Saved data entries

"""

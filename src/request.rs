use crate::error::{GenerationError, RequestConversionError};
use serde::{Deserialize, Serialize};
use std::fmt;
use std::str::FromStr;

/// Everything the engine needs to generate one workflow.
///
/// Field names follow the form that collects them, so a JSON payload such as
/// `{"workflowName": "...", "prompt": "...", "timezone": "UTC", "includeNotes": true}`
/// deserializes directly.
#[derive(Debug, Clone, PartialEq, Eq, Serialize, Deserialize)]
#[serde(rename_all = "camelCase")]
pub struct GenerationRequest {
    pub workflow_name: String,
    pub prompt: String,
    #[serde(default = "default_timezone")]
    pub timezone: String,
    #[serde(default = "default_include_notes")]
    pub include_notes: bool,
}

fn default_timezone() -> String {
    Timezone::Utc.as_str().to_string()
}

fn default_include_notes() -> bool {
    true
}

impl GenerationRequest {
    pub fn new(workflow_name: impl Into<String>, prompt: impl Into<String>) -> Self {
        Self {
            workflow_name: workflow_name.into(),
            prompt: prompt.into(),
            timezone: default_timezone(),
            include_notes: default_include_notes(),
        }
    }

    pub fn with_timezone(mut self, timezone: impl Into<String>) -> Self {
        self.timezone = timezone.into();
        self
    }

    pub fn with_notes(mut self, include_notes: bool) -> Self {
        self.include_notes = include_notes;
        self
    }
}

/// The closed set of timezones a generated workflow may be configured with.
#[derive(Debug, Clone, Copy, PartialEq, Eq, Hash)]
pub enum Timezone {
    Utc,
    AmericaNewYork,
    AmericaLosAngeles,
    EuropeLondon,
    EuropeBerlin,
    AsiaSingapore,
    AustraliaSydney,
}

impl Timezone {
    pub const ALL: [Timezone; 7] = [
        Timezone::Utc,
        Timezone::AmericaNewYork,
        Timezone::AmericaLosAngeles,
        Timezone::EuropeLondon,
        Timezone::EuropeBerlin,
        Timezone::AsiaSingapore,
        Timezone::AustraliaSydney,
    ];

    /// The IANA identifier written into the workflow settings.
    pub fn as_str(&self) -> &'static str {
        match self {
            Timezone::Utc => "UTC",
            Timezone::AmericaNewYork => "America/New_York",
            Timezone::AmericaLosAngeles => "America/Los_Angeles",
            Timezone::EuropeLondon => "Europe/London",
            Timezone::EuropeBerlin => "Europe/Berlin",
            Timezone::AsiaSingapore => "Asia/Singapore",
            Timezone::AustraliaSydney => "Australia/Sydney",
        }
    }
}

impl FromStr for Timezone {
    type Err = GenerationError;

    fn from_str(s: &str) -> Result<Self, Self::Err> {
        Timezone::ALL
            .iter()
            .copied()
            .find(|zone| zone.as_str() == s.trim())
            .ok_or_else(|| GenerationError::InvalidTimezone(s.to_string()))
    }
}

impl fmt::Display for Timezone {
    fn fmt(&self, f: &mut fmt::Formatter<'_>) -> fmt::Result {
        f.write_str(self.as_str())
    }
}

impl Serialize for Timezone {
    fn serialize<S: serde::Serializer>(&self, serializer: S) -> Result<S::Ok, S::Error> {
        serializer.serialize_str(self.as_str())
    }
}

/// A trait for front-end form models that can be converted into a `GenerationRequest`.
///
/// Implement it on whatever struct your UI or transport layer deserializes, so the
/// engine never has to know about that format.
///
/// # Example
///
/// ```rust,no_run
/// use flowsmith::error::RequestConversionError;
/// use flowsmith::request::{GenerationRequest, IntoRequest};
///
/// struct ChatCommand { title: Option<String>, text: String }
///
/// impl IntoRequest for ChatCommand {
///     fn into_request(self) -> Result<GenerationRequest, RequestConversionError> {
///         let title = self.title.ok_or(RequestConversionError::MissingField("title"))?;
///         Ok(GenerationRequest::new(title, self.text))
///     }
/// }
/// ```
pub trait IntoRequest {
    /// Consumes the object and converts it into an engine request.
    fn into_request(self) -> Result<GenerationRequest, RequestConversionError>;
}

impl IntoRequest for GenerationRequest {
    fn into_request(self) -> Result<GenerationRequest, RequestConversionError> {
        Ok(self)
    }
}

"""

Work task — Within the entries, find all lines that contain "Clone" and copy each one.

Written response —
#[derive(Debug, Clone, PartialEq, Eq, Serialize, Deserialize)]
#[derive(Debug, Clone, Copy, PartialEq, Eq, Hash)]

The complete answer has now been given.